Top of Dataset extract

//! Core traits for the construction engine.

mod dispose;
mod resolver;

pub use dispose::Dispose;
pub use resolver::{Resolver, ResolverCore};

Bottom of Dataset extract

## Exercise details
Count how many lines of the entries contain the word "resolver"; only the number should appear in the reply.

## Expected output
2